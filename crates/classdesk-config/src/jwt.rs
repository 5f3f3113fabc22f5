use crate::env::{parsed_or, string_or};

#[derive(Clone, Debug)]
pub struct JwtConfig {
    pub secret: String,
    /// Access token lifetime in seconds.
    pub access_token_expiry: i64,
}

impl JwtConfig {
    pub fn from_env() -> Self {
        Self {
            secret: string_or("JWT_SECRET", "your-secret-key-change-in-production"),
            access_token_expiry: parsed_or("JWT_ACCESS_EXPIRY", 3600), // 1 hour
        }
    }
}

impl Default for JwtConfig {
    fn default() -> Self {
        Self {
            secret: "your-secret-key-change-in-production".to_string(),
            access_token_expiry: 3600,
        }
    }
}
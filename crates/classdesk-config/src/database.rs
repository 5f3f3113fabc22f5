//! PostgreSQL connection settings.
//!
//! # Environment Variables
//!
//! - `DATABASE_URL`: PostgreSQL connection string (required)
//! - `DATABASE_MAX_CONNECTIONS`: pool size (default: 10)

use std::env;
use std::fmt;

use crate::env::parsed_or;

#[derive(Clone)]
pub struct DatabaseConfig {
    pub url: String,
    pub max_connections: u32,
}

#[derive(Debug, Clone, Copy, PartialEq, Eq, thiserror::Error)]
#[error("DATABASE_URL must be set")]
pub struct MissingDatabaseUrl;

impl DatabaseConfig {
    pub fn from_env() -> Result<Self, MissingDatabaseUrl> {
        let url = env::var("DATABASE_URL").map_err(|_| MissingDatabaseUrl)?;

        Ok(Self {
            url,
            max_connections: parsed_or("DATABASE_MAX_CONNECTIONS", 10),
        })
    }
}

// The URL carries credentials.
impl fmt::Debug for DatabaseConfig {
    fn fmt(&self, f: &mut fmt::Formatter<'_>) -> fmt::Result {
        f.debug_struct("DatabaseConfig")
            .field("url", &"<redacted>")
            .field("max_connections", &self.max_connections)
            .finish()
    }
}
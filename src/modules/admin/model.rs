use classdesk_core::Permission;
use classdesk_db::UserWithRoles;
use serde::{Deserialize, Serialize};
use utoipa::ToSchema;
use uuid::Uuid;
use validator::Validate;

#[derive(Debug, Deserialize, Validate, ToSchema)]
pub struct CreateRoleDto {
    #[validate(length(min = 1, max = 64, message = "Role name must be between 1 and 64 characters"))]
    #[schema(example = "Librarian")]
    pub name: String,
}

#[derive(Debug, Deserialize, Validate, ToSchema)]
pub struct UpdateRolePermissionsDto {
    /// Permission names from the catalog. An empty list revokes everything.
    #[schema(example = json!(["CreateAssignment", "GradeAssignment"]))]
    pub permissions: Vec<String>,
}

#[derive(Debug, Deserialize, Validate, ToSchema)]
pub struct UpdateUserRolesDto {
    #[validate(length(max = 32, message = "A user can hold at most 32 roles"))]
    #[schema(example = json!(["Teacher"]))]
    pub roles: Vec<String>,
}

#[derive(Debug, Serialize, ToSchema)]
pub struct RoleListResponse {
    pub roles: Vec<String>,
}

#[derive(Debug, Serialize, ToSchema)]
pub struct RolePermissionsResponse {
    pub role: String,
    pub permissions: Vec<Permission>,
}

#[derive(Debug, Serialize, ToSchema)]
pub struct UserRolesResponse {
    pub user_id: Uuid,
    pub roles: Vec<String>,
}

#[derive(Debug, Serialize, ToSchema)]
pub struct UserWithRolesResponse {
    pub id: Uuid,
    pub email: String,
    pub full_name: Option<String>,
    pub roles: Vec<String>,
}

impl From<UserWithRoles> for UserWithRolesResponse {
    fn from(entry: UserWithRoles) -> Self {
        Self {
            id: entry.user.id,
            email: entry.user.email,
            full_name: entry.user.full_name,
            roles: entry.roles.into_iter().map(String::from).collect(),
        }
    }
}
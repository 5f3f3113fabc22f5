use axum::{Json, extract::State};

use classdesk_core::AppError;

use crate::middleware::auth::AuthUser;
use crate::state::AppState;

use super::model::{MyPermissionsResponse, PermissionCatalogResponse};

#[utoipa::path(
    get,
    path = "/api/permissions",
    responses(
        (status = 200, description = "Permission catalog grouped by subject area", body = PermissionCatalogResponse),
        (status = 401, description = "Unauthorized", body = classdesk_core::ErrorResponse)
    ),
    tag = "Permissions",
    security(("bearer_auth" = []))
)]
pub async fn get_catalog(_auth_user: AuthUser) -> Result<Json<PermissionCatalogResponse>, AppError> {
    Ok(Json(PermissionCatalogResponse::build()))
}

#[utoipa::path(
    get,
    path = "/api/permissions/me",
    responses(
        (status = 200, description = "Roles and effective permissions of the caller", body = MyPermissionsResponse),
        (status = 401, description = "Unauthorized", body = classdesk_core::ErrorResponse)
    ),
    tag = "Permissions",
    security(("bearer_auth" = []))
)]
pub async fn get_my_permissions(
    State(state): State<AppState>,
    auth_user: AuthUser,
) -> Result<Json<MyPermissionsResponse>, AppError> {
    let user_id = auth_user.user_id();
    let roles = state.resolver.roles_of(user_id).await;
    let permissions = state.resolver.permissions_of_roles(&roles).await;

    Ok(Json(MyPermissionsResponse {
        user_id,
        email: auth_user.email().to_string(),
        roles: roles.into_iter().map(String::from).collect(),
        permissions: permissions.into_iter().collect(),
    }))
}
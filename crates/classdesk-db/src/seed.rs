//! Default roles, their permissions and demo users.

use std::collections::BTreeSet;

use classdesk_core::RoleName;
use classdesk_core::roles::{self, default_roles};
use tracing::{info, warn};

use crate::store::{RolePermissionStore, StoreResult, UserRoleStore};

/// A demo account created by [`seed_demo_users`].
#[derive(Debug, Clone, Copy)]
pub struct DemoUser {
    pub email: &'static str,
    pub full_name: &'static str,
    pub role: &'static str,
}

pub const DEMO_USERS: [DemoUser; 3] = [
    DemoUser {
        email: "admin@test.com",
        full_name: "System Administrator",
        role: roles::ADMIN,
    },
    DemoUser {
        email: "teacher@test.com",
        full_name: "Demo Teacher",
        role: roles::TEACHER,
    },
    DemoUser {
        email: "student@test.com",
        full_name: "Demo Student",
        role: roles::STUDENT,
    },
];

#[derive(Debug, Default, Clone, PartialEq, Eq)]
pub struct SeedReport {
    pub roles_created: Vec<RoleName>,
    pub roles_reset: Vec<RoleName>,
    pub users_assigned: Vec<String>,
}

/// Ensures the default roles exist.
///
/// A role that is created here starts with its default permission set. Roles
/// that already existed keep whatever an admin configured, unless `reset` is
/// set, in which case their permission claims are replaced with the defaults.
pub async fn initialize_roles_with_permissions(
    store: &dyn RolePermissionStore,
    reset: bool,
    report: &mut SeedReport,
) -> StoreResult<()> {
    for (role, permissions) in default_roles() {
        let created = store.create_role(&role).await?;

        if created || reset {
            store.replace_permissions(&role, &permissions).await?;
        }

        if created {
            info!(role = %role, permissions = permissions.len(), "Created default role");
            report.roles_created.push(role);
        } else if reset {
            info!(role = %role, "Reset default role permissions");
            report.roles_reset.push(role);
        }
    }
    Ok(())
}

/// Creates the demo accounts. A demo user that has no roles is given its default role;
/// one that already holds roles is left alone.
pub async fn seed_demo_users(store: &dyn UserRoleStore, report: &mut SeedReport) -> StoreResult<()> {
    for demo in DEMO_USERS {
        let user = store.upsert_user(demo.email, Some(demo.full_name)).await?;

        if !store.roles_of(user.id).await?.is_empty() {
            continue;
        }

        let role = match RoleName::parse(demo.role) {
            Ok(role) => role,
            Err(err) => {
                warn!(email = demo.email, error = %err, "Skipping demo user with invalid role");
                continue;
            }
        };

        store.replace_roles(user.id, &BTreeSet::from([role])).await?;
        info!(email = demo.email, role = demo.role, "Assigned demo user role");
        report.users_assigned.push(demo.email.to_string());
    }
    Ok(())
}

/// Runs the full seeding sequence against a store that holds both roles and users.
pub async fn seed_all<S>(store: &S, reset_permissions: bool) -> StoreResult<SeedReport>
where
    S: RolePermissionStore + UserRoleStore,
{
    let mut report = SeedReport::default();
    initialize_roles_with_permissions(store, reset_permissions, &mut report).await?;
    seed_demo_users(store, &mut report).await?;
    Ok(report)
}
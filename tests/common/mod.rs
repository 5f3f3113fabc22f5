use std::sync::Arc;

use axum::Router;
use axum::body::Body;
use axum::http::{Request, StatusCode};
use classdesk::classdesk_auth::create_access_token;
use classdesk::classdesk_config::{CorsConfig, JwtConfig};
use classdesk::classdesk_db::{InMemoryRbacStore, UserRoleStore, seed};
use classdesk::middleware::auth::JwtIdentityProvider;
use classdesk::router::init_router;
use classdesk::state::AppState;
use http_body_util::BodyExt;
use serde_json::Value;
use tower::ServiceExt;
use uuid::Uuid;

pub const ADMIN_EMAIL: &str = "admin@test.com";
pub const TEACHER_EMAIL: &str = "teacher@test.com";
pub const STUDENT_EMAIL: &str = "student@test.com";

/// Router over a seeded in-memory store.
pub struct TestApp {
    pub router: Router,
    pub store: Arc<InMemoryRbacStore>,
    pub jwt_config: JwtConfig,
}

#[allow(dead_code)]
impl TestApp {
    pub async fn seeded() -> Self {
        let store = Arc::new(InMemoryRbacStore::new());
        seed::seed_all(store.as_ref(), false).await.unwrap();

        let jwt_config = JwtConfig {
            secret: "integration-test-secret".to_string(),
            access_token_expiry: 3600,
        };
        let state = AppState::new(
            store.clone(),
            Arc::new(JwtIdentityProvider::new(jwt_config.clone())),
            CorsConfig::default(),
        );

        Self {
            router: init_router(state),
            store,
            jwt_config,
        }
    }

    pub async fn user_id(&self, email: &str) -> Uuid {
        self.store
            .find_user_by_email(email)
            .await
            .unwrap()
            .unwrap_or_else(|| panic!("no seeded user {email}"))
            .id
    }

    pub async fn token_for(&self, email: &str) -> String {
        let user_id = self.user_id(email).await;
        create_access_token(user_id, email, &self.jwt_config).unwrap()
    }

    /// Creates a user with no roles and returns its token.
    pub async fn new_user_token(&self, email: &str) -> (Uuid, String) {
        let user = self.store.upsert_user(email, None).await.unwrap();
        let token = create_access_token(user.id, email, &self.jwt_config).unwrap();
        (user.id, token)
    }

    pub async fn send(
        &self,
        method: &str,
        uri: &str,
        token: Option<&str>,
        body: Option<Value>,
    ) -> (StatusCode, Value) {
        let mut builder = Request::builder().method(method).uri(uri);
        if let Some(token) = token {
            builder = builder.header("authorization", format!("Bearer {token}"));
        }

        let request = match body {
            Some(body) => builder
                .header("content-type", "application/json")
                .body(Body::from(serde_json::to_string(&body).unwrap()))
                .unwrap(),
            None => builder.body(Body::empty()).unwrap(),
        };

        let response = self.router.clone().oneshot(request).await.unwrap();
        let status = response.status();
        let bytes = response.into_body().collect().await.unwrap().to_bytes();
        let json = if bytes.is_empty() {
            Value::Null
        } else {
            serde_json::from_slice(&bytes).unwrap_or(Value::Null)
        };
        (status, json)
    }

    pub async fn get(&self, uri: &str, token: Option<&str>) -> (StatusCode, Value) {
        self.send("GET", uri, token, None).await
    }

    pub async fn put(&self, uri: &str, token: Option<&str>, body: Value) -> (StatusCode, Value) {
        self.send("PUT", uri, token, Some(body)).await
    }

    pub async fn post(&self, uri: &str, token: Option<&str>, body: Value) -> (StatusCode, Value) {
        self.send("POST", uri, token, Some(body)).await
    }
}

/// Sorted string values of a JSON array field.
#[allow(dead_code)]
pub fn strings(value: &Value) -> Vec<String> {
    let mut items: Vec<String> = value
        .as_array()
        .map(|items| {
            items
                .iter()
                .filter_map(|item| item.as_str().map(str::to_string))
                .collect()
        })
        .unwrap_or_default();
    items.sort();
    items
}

==================================================

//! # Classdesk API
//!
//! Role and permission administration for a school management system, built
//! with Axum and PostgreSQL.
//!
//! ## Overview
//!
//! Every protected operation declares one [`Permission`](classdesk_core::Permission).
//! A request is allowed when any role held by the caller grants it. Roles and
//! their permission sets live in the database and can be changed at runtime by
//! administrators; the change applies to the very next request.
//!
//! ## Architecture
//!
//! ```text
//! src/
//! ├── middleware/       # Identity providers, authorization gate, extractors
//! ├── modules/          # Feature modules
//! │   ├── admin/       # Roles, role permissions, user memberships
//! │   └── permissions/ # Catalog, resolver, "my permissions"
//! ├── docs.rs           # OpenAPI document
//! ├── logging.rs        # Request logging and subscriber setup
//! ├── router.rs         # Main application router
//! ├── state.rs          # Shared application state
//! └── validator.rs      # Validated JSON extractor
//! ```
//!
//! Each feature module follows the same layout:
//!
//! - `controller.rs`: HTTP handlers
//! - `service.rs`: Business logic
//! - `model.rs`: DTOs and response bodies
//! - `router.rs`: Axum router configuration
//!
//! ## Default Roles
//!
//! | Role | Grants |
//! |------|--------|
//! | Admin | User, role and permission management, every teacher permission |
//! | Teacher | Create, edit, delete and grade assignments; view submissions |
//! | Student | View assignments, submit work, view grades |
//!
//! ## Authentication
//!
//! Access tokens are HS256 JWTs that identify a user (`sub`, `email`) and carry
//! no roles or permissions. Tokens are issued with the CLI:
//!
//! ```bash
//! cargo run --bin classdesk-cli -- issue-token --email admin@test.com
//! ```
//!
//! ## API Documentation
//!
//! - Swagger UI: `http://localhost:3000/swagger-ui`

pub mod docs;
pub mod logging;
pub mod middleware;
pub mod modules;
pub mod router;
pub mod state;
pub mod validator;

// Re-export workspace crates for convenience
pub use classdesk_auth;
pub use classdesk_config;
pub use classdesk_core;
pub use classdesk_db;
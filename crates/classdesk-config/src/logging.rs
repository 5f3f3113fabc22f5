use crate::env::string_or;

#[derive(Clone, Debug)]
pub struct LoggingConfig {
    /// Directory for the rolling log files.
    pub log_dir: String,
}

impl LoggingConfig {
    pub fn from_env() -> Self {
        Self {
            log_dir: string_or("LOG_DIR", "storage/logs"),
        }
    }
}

==================================================

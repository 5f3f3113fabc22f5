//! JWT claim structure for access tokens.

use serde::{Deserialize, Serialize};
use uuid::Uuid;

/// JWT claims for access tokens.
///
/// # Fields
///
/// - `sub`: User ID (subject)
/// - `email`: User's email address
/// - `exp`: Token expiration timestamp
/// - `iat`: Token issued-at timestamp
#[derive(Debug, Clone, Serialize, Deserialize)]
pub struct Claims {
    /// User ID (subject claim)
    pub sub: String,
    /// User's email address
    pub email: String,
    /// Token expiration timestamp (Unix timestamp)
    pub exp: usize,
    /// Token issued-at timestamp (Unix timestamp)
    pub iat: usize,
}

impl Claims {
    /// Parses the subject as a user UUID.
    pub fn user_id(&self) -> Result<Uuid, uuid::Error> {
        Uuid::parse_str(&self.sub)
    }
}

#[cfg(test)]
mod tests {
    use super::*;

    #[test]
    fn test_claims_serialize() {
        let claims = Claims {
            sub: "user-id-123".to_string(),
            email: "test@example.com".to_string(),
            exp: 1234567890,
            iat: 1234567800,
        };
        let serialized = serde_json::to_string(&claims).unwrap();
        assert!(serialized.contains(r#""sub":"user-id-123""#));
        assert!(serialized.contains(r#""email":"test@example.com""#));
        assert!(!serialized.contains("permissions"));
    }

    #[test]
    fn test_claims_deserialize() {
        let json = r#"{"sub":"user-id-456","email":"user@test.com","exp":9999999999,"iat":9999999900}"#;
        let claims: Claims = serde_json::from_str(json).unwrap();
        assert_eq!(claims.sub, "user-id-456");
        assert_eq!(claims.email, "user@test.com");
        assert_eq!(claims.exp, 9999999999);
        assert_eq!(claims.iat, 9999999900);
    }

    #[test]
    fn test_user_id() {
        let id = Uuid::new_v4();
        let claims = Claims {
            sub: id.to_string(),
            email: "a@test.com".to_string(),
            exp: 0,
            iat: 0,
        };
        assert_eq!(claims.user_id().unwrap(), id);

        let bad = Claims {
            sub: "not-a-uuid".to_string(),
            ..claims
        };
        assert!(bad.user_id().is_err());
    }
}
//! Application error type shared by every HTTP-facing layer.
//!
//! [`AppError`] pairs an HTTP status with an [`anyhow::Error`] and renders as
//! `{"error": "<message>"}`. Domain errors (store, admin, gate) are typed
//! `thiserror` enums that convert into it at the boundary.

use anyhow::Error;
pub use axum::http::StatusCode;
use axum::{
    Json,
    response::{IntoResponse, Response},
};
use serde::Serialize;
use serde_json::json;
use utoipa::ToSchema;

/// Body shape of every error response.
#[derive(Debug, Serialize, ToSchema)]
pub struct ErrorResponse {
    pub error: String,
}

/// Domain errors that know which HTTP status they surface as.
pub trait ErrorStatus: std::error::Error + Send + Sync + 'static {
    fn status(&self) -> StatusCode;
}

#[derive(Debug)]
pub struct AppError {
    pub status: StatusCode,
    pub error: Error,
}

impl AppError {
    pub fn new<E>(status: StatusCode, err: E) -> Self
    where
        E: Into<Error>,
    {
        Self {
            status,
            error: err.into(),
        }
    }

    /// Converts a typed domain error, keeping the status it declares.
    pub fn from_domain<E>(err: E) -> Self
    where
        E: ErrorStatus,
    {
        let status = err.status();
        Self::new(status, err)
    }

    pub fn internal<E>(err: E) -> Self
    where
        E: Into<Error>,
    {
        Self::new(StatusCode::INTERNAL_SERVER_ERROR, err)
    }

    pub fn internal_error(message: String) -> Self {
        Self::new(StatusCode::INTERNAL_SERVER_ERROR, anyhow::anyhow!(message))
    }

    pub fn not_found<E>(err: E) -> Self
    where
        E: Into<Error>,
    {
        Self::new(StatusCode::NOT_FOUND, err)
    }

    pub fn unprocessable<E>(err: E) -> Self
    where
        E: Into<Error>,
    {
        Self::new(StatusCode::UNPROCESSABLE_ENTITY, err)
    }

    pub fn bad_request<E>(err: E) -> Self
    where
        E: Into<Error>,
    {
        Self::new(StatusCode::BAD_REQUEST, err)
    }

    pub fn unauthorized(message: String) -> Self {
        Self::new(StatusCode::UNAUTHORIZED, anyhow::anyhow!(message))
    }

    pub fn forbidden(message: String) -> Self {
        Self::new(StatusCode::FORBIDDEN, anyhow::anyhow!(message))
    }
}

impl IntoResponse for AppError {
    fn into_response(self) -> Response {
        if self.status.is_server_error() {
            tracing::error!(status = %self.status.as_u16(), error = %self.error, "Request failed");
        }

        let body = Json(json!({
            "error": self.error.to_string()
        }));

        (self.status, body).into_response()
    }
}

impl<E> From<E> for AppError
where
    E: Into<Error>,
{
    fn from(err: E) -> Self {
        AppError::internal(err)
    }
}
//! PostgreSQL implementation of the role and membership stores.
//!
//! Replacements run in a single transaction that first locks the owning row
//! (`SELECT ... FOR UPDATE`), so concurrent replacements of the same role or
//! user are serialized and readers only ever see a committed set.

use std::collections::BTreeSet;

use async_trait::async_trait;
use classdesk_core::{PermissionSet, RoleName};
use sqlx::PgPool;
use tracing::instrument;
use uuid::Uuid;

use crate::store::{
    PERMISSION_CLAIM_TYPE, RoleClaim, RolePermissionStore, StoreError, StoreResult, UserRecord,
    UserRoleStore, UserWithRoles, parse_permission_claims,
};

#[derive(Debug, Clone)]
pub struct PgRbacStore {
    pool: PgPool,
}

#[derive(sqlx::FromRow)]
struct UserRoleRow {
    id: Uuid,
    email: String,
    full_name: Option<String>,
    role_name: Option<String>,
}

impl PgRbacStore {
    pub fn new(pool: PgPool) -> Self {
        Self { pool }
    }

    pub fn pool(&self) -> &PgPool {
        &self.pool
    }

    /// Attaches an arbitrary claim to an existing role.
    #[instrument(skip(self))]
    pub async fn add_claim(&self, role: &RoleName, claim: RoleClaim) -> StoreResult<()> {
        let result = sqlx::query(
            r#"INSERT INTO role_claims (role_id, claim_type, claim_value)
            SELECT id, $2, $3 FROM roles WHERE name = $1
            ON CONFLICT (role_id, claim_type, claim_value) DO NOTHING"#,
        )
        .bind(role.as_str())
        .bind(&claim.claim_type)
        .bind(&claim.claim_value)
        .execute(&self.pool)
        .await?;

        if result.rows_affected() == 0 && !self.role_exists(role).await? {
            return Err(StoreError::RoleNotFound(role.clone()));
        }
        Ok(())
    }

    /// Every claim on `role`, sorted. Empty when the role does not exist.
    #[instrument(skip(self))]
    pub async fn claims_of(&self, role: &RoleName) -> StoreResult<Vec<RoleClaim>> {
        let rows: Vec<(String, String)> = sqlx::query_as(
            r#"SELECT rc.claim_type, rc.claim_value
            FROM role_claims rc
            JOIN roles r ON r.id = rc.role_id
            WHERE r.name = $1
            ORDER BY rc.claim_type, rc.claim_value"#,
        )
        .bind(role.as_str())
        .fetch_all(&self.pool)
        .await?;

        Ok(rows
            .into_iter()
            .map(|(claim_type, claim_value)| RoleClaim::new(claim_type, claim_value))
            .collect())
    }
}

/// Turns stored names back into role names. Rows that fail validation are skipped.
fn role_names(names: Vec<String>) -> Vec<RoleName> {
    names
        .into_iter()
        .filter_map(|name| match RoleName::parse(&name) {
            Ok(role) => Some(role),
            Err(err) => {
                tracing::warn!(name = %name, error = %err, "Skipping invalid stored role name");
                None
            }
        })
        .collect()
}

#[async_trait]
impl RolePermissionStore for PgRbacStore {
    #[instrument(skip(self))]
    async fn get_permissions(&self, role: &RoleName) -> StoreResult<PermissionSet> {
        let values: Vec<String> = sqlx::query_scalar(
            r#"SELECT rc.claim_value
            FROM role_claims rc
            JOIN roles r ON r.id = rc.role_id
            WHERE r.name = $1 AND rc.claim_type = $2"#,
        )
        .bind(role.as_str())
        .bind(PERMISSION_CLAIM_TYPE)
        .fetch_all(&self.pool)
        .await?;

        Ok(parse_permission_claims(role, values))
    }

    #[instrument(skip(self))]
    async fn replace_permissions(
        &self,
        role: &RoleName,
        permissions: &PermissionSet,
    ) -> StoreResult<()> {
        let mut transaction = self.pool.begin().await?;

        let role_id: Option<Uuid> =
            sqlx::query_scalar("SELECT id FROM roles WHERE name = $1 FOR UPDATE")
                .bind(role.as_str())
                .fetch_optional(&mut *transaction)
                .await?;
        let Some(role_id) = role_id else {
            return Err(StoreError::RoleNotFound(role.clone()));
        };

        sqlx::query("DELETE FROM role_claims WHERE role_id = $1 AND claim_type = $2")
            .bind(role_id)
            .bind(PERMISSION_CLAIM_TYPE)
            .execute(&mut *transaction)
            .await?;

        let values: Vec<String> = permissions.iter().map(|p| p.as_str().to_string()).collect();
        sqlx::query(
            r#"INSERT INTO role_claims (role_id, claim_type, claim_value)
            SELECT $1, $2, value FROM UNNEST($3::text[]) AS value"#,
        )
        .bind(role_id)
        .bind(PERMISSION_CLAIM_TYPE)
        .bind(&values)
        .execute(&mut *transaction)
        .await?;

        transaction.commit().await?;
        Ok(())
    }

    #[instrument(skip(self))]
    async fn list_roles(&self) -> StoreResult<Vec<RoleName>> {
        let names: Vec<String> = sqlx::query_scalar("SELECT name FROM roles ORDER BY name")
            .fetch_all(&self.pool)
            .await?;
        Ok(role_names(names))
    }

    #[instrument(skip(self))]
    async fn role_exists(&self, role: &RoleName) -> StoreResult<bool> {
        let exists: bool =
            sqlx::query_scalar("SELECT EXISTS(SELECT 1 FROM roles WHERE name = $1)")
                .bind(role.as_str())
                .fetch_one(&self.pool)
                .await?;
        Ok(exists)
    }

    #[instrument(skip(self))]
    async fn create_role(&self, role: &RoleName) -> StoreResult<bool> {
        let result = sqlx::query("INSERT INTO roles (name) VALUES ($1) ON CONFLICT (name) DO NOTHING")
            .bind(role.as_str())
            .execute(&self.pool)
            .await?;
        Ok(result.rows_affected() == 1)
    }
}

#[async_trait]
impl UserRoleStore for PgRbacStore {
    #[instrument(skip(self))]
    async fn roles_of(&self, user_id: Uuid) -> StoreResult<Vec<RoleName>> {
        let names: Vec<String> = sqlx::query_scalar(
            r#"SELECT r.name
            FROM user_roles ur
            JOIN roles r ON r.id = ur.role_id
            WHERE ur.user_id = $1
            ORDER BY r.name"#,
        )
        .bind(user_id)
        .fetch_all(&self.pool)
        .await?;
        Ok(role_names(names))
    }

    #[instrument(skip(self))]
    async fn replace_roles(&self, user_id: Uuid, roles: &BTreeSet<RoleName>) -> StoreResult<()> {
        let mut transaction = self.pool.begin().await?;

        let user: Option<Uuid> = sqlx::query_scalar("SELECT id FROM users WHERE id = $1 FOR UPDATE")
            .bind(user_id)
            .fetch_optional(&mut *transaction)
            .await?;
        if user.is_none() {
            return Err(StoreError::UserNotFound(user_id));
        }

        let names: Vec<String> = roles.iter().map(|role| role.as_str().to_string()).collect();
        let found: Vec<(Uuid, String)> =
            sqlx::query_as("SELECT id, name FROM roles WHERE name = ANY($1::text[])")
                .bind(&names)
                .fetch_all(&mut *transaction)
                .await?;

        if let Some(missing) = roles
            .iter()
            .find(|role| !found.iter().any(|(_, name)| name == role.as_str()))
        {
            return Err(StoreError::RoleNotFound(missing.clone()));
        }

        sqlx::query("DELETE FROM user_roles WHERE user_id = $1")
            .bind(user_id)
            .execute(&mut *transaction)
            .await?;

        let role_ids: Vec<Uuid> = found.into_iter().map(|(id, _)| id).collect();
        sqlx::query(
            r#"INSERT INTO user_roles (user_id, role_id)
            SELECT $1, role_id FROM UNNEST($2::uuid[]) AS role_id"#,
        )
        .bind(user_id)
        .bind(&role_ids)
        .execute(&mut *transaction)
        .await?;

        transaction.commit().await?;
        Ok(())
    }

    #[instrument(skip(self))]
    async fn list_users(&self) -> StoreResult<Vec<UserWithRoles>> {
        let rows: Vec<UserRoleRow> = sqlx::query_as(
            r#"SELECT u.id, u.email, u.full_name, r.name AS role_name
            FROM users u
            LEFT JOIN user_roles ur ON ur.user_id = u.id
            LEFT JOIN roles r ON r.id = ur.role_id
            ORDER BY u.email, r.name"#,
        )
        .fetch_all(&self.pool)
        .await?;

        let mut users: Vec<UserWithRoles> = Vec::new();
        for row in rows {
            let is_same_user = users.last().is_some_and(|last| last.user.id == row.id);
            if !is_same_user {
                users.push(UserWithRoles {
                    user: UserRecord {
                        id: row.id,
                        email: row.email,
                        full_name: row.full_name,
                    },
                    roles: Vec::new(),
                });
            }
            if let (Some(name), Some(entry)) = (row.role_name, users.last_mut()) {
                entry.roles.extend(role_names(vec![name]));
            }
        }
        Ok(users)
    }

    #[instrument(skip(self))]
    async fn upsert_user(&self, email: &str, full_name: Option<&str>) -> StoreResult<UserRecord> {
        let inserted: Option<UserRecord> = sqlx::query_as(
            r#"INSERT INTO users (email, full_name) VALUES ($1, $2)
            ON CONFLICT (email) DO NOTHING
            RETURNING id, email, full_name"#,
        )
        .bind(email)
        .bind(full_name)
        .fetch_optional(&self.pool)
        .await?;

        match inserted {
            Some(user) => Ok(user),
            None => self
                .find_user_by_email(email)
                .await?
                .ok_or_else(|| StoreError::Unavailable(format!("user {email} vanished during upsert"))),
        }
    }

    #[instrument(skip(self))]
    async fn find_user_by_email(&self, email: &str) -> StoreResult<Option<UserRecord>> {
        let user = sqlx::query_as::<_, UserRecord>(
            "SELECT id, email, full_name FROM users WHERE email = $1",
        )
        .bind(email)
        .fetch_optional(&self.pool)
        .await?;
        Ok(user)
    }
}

==================================================

Scan the material above for the word "docs", and copy every line in which it is found.

Result of this exercise
//! ├── docs.rs           # OpenAPI document
pub mod docs;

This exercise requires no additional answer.